Pages

28 July 2025

Iran’s Nuclear Program Has Survived

Michael Young

Diwan, a blog from the Carnegie Endowment for International Peace’s Middle East Program and the Malcolm H. Kerr Carnegie Middle East Center, draws on Carnegie scholars to provide insight into and analysis of the region. Learn More Rosemary Kelanic is director of the Middle East Program at Defense Priorities, a think tank that promotes a foreign policy prioritizing restraint, diplomacy, and free trade to ensure U.S. security. Kelanic publishes widely on energy security, 

great power politics, and U.S. grand strategy in the Middle East. She is the author of Black Gold and Blackmail: Oil and Great Power Politics (Cornell University Press, 2020), and has co-edited, with Charles L. Glaser, Crude Strategy: Rethinking the U.S. Military Commitment to Defend Persian Gulf Oil (Georgetown University Press, 2016). Diwan interviewed Kelanic earlier this week to discuss her publicly expressed scepticism that the recent U.S. attacks against Iranian nuclear facilities did the damage that President Donald Trump and officials in his administration have claimed they did.
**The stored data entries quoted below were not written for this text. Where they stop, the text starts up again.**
//! In-memory chain and fixtures for exercising the workbench without a node.

use std::{
    collections::{
        BTreeMap,
        HashMap,
    },
    path::Path,
    sync::{
        Arc,
        Once,
    },
    time::Duration,
};

use alloy_primitives::{
    Address,
    Bytes,
    FixedBytes,
    Selector,
    TxHash,
    TxKind,
    hex,
    keccak256,
};
use alloy_rpc_types::TransactionRequest;
use alloy_sol_types::{
    SolCall,
    SolEvent,
};
use async_trait::async_trait;
use parking_lot::Mutex;

use crate::{
    abi::ContractInterface,
    chain::{
        ChainClient,
        ChainError,
    },
    compiler::{
        CompilationError,
        Compiler,
        CompilerOutput,
    },
    contract::{
        Artifact,
        CallOptions,
    },
    env::DEFAULT_ACCOUNT,
    harness::Harness,
    mock::{
        IProxy,
        MockMode,
        PROXY_ABI,
        PROXY_CONTRACT_NAME,
    },
    receipt::{
        ReceiptLog,
        TransactionReceipt,
    },
    sandbox::{
        Sandbox,
        SandboxError,
    },
};

/// Creation code [`MockChain`] recognises as the proxy.
pub const PROXY_TEST_BYTECODE: &[u8] = b"workbench-test-proxy";

/// Creation code whose deployment [`MockChain`] reverts.
pub const REVERTING_BYTECODE: &[u8] = &[0xfe];

/// Creation code of the sample token artifact.
pub const TOKEN_TEST_BYTECODE: &[u8] = &[0x60, 0x80, 0x60, 0x40];

pub const TOKEN_ABI: &str = r#"[
    {"type":"function","name":"balanceOf","inputs":[{"name":"owner","type":"address"}],"outputs":[{"name":"","type":"uint256"}],"constant":true,"payable":false},
    {"type":"function","name":"transfer","inputs":[{"name":"to","type":"address"},{"name":"value","type":"uint256"}],"outputs":[{"name":"","type":"bool"}],"constant":false,"payable":false},
    {"type":"function","name":"totalSupply","inputs":[],"outputs":[{"name":"","type":"uint256"}],"constant":true,"payable":false},
    {"type":"function","name":"lookup","inputs":[{"name":"label","type":"string"}],"outputs":[{"name":"","type":"uint256"}],"constant":true,"payable":false},
    {"type":"function","name":"burn","inputs":[{"name":"value","type":"uint256"}],"outputs":[],"constant":false,"payable":false},
    {"type":"event","name":"Transfer","anonymous":false,"inputs":[{"name":"from","type":"address","indexed":true},{"name":"to","type":"address","indexed":true},{"name":"value","type":"uint256","indexed":false}]}
]"#;

const MAX_CALL_DEPTH: usize = 8;

/// Opt-in test logging: `TEST_TRACE=debug cargo test`.
pub fn init_test_tracing() {
    static INIT: Once = Once::new();
    INIT.call_once(|| {
        use tracing_subscriber::{
            filter::filter_fn,
            prelude::*,
        };
        if let Ok(v) = std::env::var("TEST_TRACE") {
            let level = match v.as_str() {
                "false" | "off" => return,
                "true" | "debug" | "on" => tracing::Level::DEBUG,
                "trace" => tracing::Level::TRACE,
                "info" => tracing::Level::INFO,
                "warn" => tracing::Level::WARN,
                "error" => tracing::Level::ERROR,
                _ => return,
            };

            let _ = tracing_subscriber::registry()
                .with(tracing_subscriber::fmt::layer().with_test_writer())
                .with(filter_fn(move |metadata| metadata.level() <= &level))
                .try_init();
        }
    });
}

/// A call a proxy forwarded while executing a mined transaction.
#[derive(Debug, Clone, PartialEq, Eq)]
pub struct ForwardedCall {
    pub proxy: Address,
    pub target: Address,
    pub data: Bytes,
}

#[derive(Debug, Clone)]
struct MockEntry {
    mode: MockMode,
    target: Address,
    data: Bytes,
}

#[derive(Debug, Clone, Default)]
struct ProxyState {
    tracing: bool,
    selector_mocks: HashMap<Selector, MockEntry>,
    calldata_mocks: HashMap<Bytes, MockEntry>,
}

#[derive(Debug, Clone)]
enum Account {
    Proxy(ProxyState),
    Contract(HashMap<Selector, Bytes>),
}

#[derive(Debug, Default)]
struct ChainState {
    accounts: HashMap<Address, Account>,
    receipts: HashMap<TxHash, TransactionReceipt>,
    transactions: Vec<TransactionRequest>,
    forwarded: Vec<ForwardedCall>,
    tx_count: u64,
    withhold_receipts: bool,
    omit_contract_address: bool,
    rpc_failure: Option<String>,
}

#[derive(Debug, Default)]
struct Execution {
    success: bool,
    output: Bytes,
    logs: Vec<ReceiptLog>,
}

impl Execution {
    fn success(output: Bytes) -> Self {
        Self {
            success: true,
            output,
            logs: Vec::new(),
        }
    }

    fn revert() -> Self {
        Self::default()
    }
}

/// In-memory [`ChainClient`].
///
/// Every transaction is mined instantly. Contracts deployed with
/// [`PROXY_TEST_BYTECODE`] behave like the bundled proxy: control calls
/// program it, other calls are answered from the programmed entries and
/// traced when tracing is armed. Any other contract answers from the canned
/// responses registered with [`MockChain::set_response`].
#[derive(Debug, Clone, Default)]
pub struct MockChain {
    state: Arc<Mutex<ChainState>>,
}

impl MockChain {
    /// Mined transactions stay pending forever.
    pub fn set_withhold_receipts(&self, withhold: bool) {
        self.state.lock().withhold_receipts = withhold;
    }

    /// Every RPC fails with `message` while set.
    pub fn set_rpc_failure(&self, message: Option<String>) {
        self.state.lock().rpc_failure = message;
    }

    /// Deployment receipts come back without a contract address.
    pub fn set_omit_contract_address(&self, omit: bool) {
        self.state.lock().omit_contract_address = omit;
    }

    /// Makes the plain contract at `address` answer `selector` with `output`.
    pub fn set_response(&self, address: Address, selector: Selector, output: Bytes) {
        let mut state = self.state.lock();
        let account = state
            .accounts
            .entry(address)
            .or_insert_with(|| Account::Contract(HashMap::new()));
        if let Account::Contract(responses) = account {
            responses.insert(selector, output);
        }
    }

    /// Calls forwarded by proxies, in execution order.
    pub fn forwarded(&self) -> Vec<ForwardedCall> {
        self.state.lock().forwarded.clone()
    }

    /// Reads `to` the way a contract does through STATICCALL, e.g. a view
    /// function of the contract under test querying a dependency.
    pub fn static_call(&self, to: Address, input: Bytes) -> Result<Bytes, ChainError> {
        let mut state = self.state.lock();
        Self::check_failure(&state)?;

        let frame = Frame {
            is_static: true,
            ..Frame::top(false)
        };
        let execution = execute(&mut state, to, &input, frame);
        if execution.success {
            Ok(execution.output)
        } else {
            Err(ChainError::Rejected("execution reverted".to_string()))
        }
    }

    /// Every transaction request received, in submission order.
    pub fn transactions(&self) -> Vec<TransactionRequest> {
        self.state.lock().transactions.clone()
    }

    fn check_failure(state: &ChainState) -> Result<(), ChainError> {
        match &state.rpc_failure {
            Some(message) => Err(ChainError::Rejected(message.clone())),
            None => Ok(()),
        }
    }
}

fn request_input(request: &TransactionRequest) -> Bytes {
    request.input.input().cloned().unwrap_or_default()
}

fn deploy(state: &mut ChainState, code: &[u8], address: Address) -> bool {
    if code.starts_with(REVERTING_BYTECODE) {
        return false;
    }
    let account = match code.strip_prefix(PROXY_TEST_BYTECODE) {
        Some(constructor_args) => {
            Account::Proxy(ProxyState {
                tracing: constructor_args.last().is_some_and(|flag| *flag != 0),
                ..Default::default()
            })
        }
        None => Account::Contract(HashMap::new()),
    };
    state.accounts.insert(address, account);
    true
}
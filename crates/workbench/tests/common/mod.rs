#![allow(dead_code)]

use alloy_dyn_abi::DynSolValue;
use alloy_primitives::{
    Address,
    U256,
};
use workbench::{
    DeployedContract,
    Harness,
    MockOptions,
    MockProxyInstance,
    test_utils::token_artifact,
};

pub fn address(byte: u8) -> Address {
    Address::repeat_byte(byte)
}

pub fn addr_value(byte: u8) -> DynSolValue {
    DynSolValue::Address(address(byte))
}

pub fn uint(value: u64) -> DynSolValue {
    DynSolValue::Uint(U256::from(value), 256)
}

pub fn string(value: &str) -> DynSolValue {
    DynSolValue::String(value.to_string())
}

/// Deploys the sample token's bytecode.
pub async fn deploy_token(harness: &Harness) -> DeployedContract {
    harness
        .factory(token_artifact())
        .deploy(vec![])
        .await
        .unwrap()
}

/// A proxy standing in for the sample token.
pub async fn mock_token(harness: &Harness, options: MockOptions) -> MockProxyInstance {
    harness
        .factory(token_artifact())
        .new_mock(options)
        .await
        .unwrap()
}
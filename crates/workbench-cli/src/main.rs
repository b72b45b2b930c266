mod cli;
mod commands;

use crate::cli::{
    Cli,
    Commands,
};
use clap::Parser;
use color_eyre::{
    Result,
    eyre::Report,
};
use serde_json::json;
use tracing_subscriber::EnvFilter;

#[tokio::main]
async fn main() -> Result<()> {
    color_eyre::config::HookBuilder::default()
        .display_location_section(true)
        .display_env_section(false)
        .install()?;

    tracing_subscriber::fmt()
        .with_env_filter(EnvFilter::try_from_default_env().unwrap_or_else(|_| EnvFilter::new("warn")))
        .with_writer(std::io::stderr)
        .init();

    let Cli { command, args } = Cli::parse();

    let result = async {
        let output = match command {
            Commands::Env(env) => env.run()?,
            Commands::Selectors(selectors) => selectors.run()?,
            Commands::Compile(compile) => compile.run().await?,
            Commands::Encode(encode) => encode.run()?,
        };
        Ok::<_, Report>(output)
    }
    .await;

    match result {
        Ok(output) if args.json_output() => println!("{}", output.json),
        Ok(output) => println!("{}", output.text),
        Err(err) => {
            if args.json_output() {
                eprintln!(
                    "{}",
                    json!({
                        "status": "error",
                        "error": {
                            "message": err.to_string(),
                        }
                    })
                );
                std::process::exit(1);
            }
            return Err(err);
        }
    }

    Ok(())
}
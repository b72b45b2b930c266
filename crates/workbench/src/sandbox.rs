//! Local chain process the workbench runs against.

use std::{
    fmt::Debug,
    path::Path,
    sync::Arc,
};

use alloy_node_bindings::{
    Anvil,
    AnvilInstance,
    NodeError,
};
use alloy_provider::{
    RootProvider,
    ext::AnvilApi,
};
use alloy_transport::TransportError;
use async_trait::async_trait;
use tracing::{
    debug,
    info,
};

use crate::{
    chain::{
        ChainClient,
        ProviderChain,
    },
    env::{
        EnvironmentError,
        load_environment,
    },
};

pub const DEFAULT_SANDBOX_PORT: u16 = 8554;

#[derive(Debug, thiserror::Error)]
pub enum SandboxError {
    #[error("Failed to spawn sandbox node: {0}")]
    Spawn(#[from] NodeError),
    #[error("Failed to load environment: {0}")]
    Environment(#[from] EnvironmentError),
    #[error("Failed to apply environment to the sandbox: {0}")]
    Setup(#[from] TransportError),
    #[error("Sandbox is already running")]
    AlreadyRunning,
}

/// Lifecycle of the chain tests are run against.
#[async_trait]
pub trait Sandbox: Send + Sync + Debug {
    /// Boots a chain seeded from the snapshot at `env_path`.
    async fn start(&mut self, env_path: &Path) -> Result<Arc<dyn ChainClient>, SandboxError>;

    /// Stops the chain. Stopping a stopped sandbox is a no-op.
    async fn stop(&mut self) -> Result<(), SandboxError>;
}

/// Anvil child process, seeded from the environment snapshot.
///
/// Snapshot accounts are funded and impersonated, so `eth_sendTransaction`
/// from any of them succeeds without a key.
#[derive(Debug)]
pub struct AnvilSandbox {
    port: u16,
    instance: Option<AnvilInstance>,
}

impl AnvilSandbox {
    pub fn new(port: u16) -> Self {
        Self {
            port,
            instance: None,
        }
    }

    pub fn port(&self) -> u16 {
        self.port
    }

    pub fn is_running(&self) -> bool {
        self.instance.is_some()
    }
}

impl Default for AnvilSandbox {
    fn default() -> Self {
        Self::new(DEFAULT_SANDBOX_PORT)
    }
}

#[async_trait]
impl Sandbox for AnvilSandbox {
    async fn start(&mut self, env_path: &Path) -> Result<Arc<dyn ChainClient>, SandboxError> {
        if self.instance.is_some() {
            return Err(SandboxError::AlreadyRunning);
        }

        let snapshot = load_environment(env_path)?;
        let block = &snapshot.env.block;

        let anvil = Anvil::new()
            .port(self.port)
            .args([
                "--gas-limit".to_string(),
                block.gas_limit.to_string(),
                "--gas-price".to_string(),
                block.gas_price.to_string(),
            ])
            .try_spawn()?;
        let provider = RootProvider::new_http(anvil.endpoint_url());

        provider.anvil_set_coinbase(block.coinbase).await?;
        for (address, account) in &snapshot.env.accounts {
            provider.anvil_set_balance(*address, account.balance).await?;
            provider.anvil_set_nonce(*address, account.nonce).await?;
            debug!(
                target: "workbench::sandbox",
                %address,
                name = %account.name,
                "Seeded account"
            );
        }
        provider.anvil_auto_impersonate_account(true).await?;

        info!(
            target: "workbench::sandbox",
            endpoint = %anvil.endpoint(),
            accounts = snapshot.env.accounts.len(),
            "Sandbox started"
        );
        self.instance = Some(anvil);

        Ok(Arc::new(ProviderChain::new(provider)))
    }

    async fn stop(&mut self) -> Result<(), SandboxError> {
        // Dropping the instance kills the child process.
        if self.instance.take().is_some() {
            info!(target: "workbench::sandbox", port = self.port, "Sandbox stopped");
        }
        Ok(())
    }
}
Michael Young: You have just been cited in a New York Times article suggesting that the U.S. bombing of nuclear facilities in Iran last month was more successful than initially believed. In your remarks, however, you sounded a cautionary note about this assessment. Can I ask you to explain your reasoning?Rosemary Kelanic: The assessments focus on the three big sites that the United States hit: Fordow, Natanz, and Isfahan. And while those sites are important, they are not the be-all and end-all of Iran’s nuclear program.
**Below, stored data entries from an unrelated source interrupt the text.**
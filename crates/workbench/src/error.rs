use std::time::Duration;

use alloy_primitives::TxHash;
use thiserror::Error;

use crate::{
    abi::AbiError,
    chain::ChainError,
    compiler::CompilationError,
    env::EnvironmentError,
    sandbox::SandboxError,
};

#[derive(Error, Debug)]
pub enum WorkbenchError {
    #[error("RPC error: {0}")]
    RpcError(#[from] ChainError),
    #[error("Receipt for transaction {tx_hash} was not available after {timeout:?}")]
    Timeout { tx_hash: TxHash, timeout: Duration },
    #[error("Deployment of {contract} failed: {reason}")]
    DeploymentFailed { contract: String, reason: String },
    #[error("Deployment of {contract} was mined in {tx_hash} without a contract address")]
    NoAddressAssigned { contract: String, tx_hash: TxHash },
    #[error("ABI error: {0}")]
    Abi(#[from] AbiError),
    #[error("Function {function} not found in {contract}")]
    UnknownFunction { contract: String, function: String },
    #[error("Contract {0} was not compiled by this workbench")]
    UnknownContract(String),
    #[error("Mock control call {function} reverted in {tx_hash}")]
    ControlReverted { function: String, tx_hash: TxHash },
    #[error("Workbench has not been started")]
    NotStarted,
    #[error("Proxy contract is not part of the compiled artifacts")]
    ProxyUnavailable,
    #[error("Test suite {suite} exceeded its timeout of {timeout:?}")]
    SuiteTimeout { suite: String, timeout: Duration },
    #[error("Compilation error: {0}")]
    Compilation(#[from] CompilationError),
    #[error("Sandbox error: {0}")]
    Sandbox(#[from] SandboxError),
    #[error("Environment error: {0}")]
    Environment(#[from] EnvironmentError),
}

pub type Result<T, E = WorkbenchError> = std::result::Result<T, E>;
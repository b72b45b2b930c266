//! Compiled artifacts, deployed contracts and the factory that links them.

mod callable;
pub use callable::{
    Callable,
    FunctionHandle,
    Invocation,
    ReadCallable,
    TransactionCallable,
};

use std::sync::Arc;

use alloy_dyn_abi::DynSolValue;
use alloy_network::TransactionBuilder;
use alloy_primitives::{
    Address,
    Bytes,
    U256,
    hex,
};
use alloy_rpc_types::TransactionRequest;
use tracing::info;

use crate::{
    Result,
    WorkbenchError,
    abi::{
        self,
        AbiError,
        ContractInterface,
    },
    harness::Harness,
    mock::{
        MockOptions,
        MockProxyInstance,
    },
};

/// Default transaction options merged under every call a contract makes.
#[derive(Debug, Clone, Default, PartialEq, Eq)]
pub struct CallOptions {
    pub from: Option<Address>,
    pub gas: Option<u64>,
    pub value: Option<U256>,
}

impl CallOptions {
    pub fn from(from: Address) -> Self {
        Self {
            from: Some(from),
            ..Default::default()
        }
    }

    /// Layers `overrides` on top of `self`; set fields in `overrides` win.
    pub fn merge(&self, overrides: &Self) -> Self {
        Self {
            from: overrides.from.or(self.from),
            gas: overrides.gas.or(self.gas),
            value: overrides.value.or(self.value),
        }
    }

    /// Fills in the fields `request` leaves unset.
    pub fn apply(&self, mut request: TransactionRequest) -> TransactionRequest {
        if let (None, Some(from)) = (request.from, self.from) {
            request = request.with_from(from);
        }
        if let (None, Some(gas)) = (request.gas, self.gas) {
            request = request.with_gas_limit(gas);
        }
        if let (None, Some(value)) = (request.value, self.value) {
            request = request.with_value(value);
        }
        request
    }
}

/// A compiled contract: its interface and creation bytecode.
#[derive(Debug, Clone, PartialEq, Eq)]
pub struct Artifact {
    pub name: String,
    pub interface: Arc<ContractInterface>,
    pub bytecode: Bytes,
}

impl Artifact {
    /// Binds a compiled contract from its JSON ABI and hex creation code.
    pub fn bind(name: &str, abi_json: &str, unlinked_binary: &str) -> Result<Self> {
        let bytecode = hex::decode(unlinked_binary.trim_start_matches("0x"))
            .map_err(|e| AbiError::MalformedData(format!("bytecode of {name}: {e}")))?;
        Ok(Self {
            name: name.to_string(),
            interface: Arc::new(ContractInterface::from_json(name, abi_json)?),
            bytecode: bytecode.into(),
        })
    }
}

/// A contract address bound to an interface, with one callable per function.
#[derive(Debug, Clone)]
pub struct DeployedContract {
    address: Address,
    interface: Arc<ContractInterface>,
    members: Vec<Callable>,
}

impl DeployedContract {
    /// Builds the member table. No transactions are issued.
    pub fn new(
        interface: Arc<ContractInterface>,
        address: Address,
        harness: &Harness,
    ) -> Result<Self> {
        let members = interface
            .functions()
            .map(|function| {
                FunctionHandle::new(function.clone(), address, harness.clone()).map(Callable::new)
            })
            .collect::<Result<Vec<_>, AbiError>>()?;

        Ok(Self {
            address,
            interface,
            members,
        })
    }

    pub fn address(&self) -> Address {
        self.address
    }

    pub fn name(&self) -> &str {
        self.interface.name()
    }

    pub fn interface(&self) -> &Arc<ContractInterface> {
        &self.interface
    }

    pub fn members(&self) -> &[Callable] {
        &self.members
    }

    /// Looks a member up by bare name (first overload) or by full signature.
    pub fn function(&self, name_or_signature: &str) -> Result<&Callable> {
        let by_signature = name_or_signature.contains('(');
        self.members
            .iter()
            .find(|member| {
                if by_signature {
                    member.signature() == name_or_signature
                } else {
                    member.name() == name_or_signature
                }
            })
            .ok_or_else(|| {
                WorkbenchError::UnknownFunction {
                    contract: self.name().to_string(),
                    function: name_or_signature.to_string(),
                }
            })
    }

    pub async fn invoke(&self, function: &str, args: &[DynSolValue]) -> Result<Invocation> {
        self.function(function)?.invoke(args).await
    }

    pub async fn call(&self, function: &str, args: &[DynSolValue]) -> Result<Vec<DynSolValue>> {
        self.function(function)?.call(args).await
    }
}

/// How a factory should instantiate its contract.
#[derive(Debug, Clone)]
pub enum Instantiation {
    /// Deploy the contract's own bytecode with the given constructor arguments.
    Real { args: Vec<DynSolValue> },
    /// Deploy the generic proxy and bind this contract's interface to it.
    Mock(MockOptions),
}

#[derive(Debug, Clone)]
pub enum Deployed {
    Real(DeployedContract),
    Mock(MockProxyInstance),
}

/// Deploys or binds one compiled contract against a harness.
#[derive(Debug, Clone)]
pub struct ContractFactory {
    artifact: Artifact,
    harness: Harness,
}

impl ContractFactory {
    pub fn new(artifact: Artifact, harness: Harness) -> Self {
        Self { artifact, harness }
    }

    pub fn name(&self) -> &str {
        &self.artifact.name
    }

    pub fn artifact(&self) -> &Artifact {
        &self.artifact
    }

    pub fn interface(&self) -> &Arc<ContractInterface> {
        &self.artifact.interface
    }

    pub async fn instantiate(&self, instantiation: Instantiation) -> Result<Deployed> {
        match instantiation {
            Instantiation::Real { args } => {
                let creation_code = self.creation_code(&args)?;
                let address = self
                    .harness
                    .deploy_code(&self.artifact.name, creation_code)
                    .await?;
                info!(
                    target: "workbench::contract",
                    contract = %self.artifact.name,
                    %address,
                    "Deployed contract"
                );
                Ok(Deployed::Real(self.at(address)?))
            }
            Instantiation::Mock(options) => {
                let mock =
                    MockProxyInstance::deploy(self.artifact.interface.clone(), &self.harness, options)
                        .await?;
                Ok(Deployed::Mock(mock))
            }
        }
    }

    pub async fn deploy(&self, args: Vec<DynSolValue>) -> Result<DeployedContract> {
        match self.instantiate(Instantiation::Real { args }).await? {
            Deployed::Real(contract) => Ok(contract),
            Deployed::Mock(mock) => Ok(mock.into_contract()),
        }
    }

    pub async fn new_mock(&self, options: MockOptions) -> Result<MockProxyInstance> {
        match self.instantiate(Instantiation::Mock(options)).await? {
            Deployed::Mock(mock) => Ok(mock),
            Deployed::Real(contract) => {
                Err(WorkbenchError::DeploymentFailed {
                    contract: contract.name().to_string(),
                    reason: "expected a proxy deployment".to_string(),
                })
            }
        }
    }

    /// Binds the interface to an existing address without deploying anything.
    pub fn at(&self, address: Address) -> Result<DeployedContract> {
        DeployedContract::new(self.artifact.interface.clone(), address, &self.harness)
    }

    fn creation_code(&self, args: &[DynSolValue]) -> Result<Bytes> {
        let types = match self.artifact.interface.abi().constructor() {
            Some(constructor) => abi::param_types(&constructor.inputs)?,
            None => Vec::new(),
        };
        let encoded = abi::encode(&types, args)?;

        let mut code = self.artifact.bytecode.to_vec();
        code.extend_from_slice(&encoded);
        Ok(code.into())
    }
}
 Iran has been enriching uranium for over 20 years, and its capabilities are entirely indigenous, meaning that it manufactures its own centrifuges and other critical equipment. It has produced an entire generation of nuclear scientists and technicians, numbering in the thousands, that understands the technology and can rebuild what was damaged. The Iranian nuclear complex is sprawling and includes many additional sites beyond Fordow, Natanz, and Isfahan that were not hit by airstrikes. Focusing too much on the fate of the big three risks being unable to distinguish the forest from the trees. And the forest is this: Iran has the knowledge to rebuild what was destroyed, probably within months.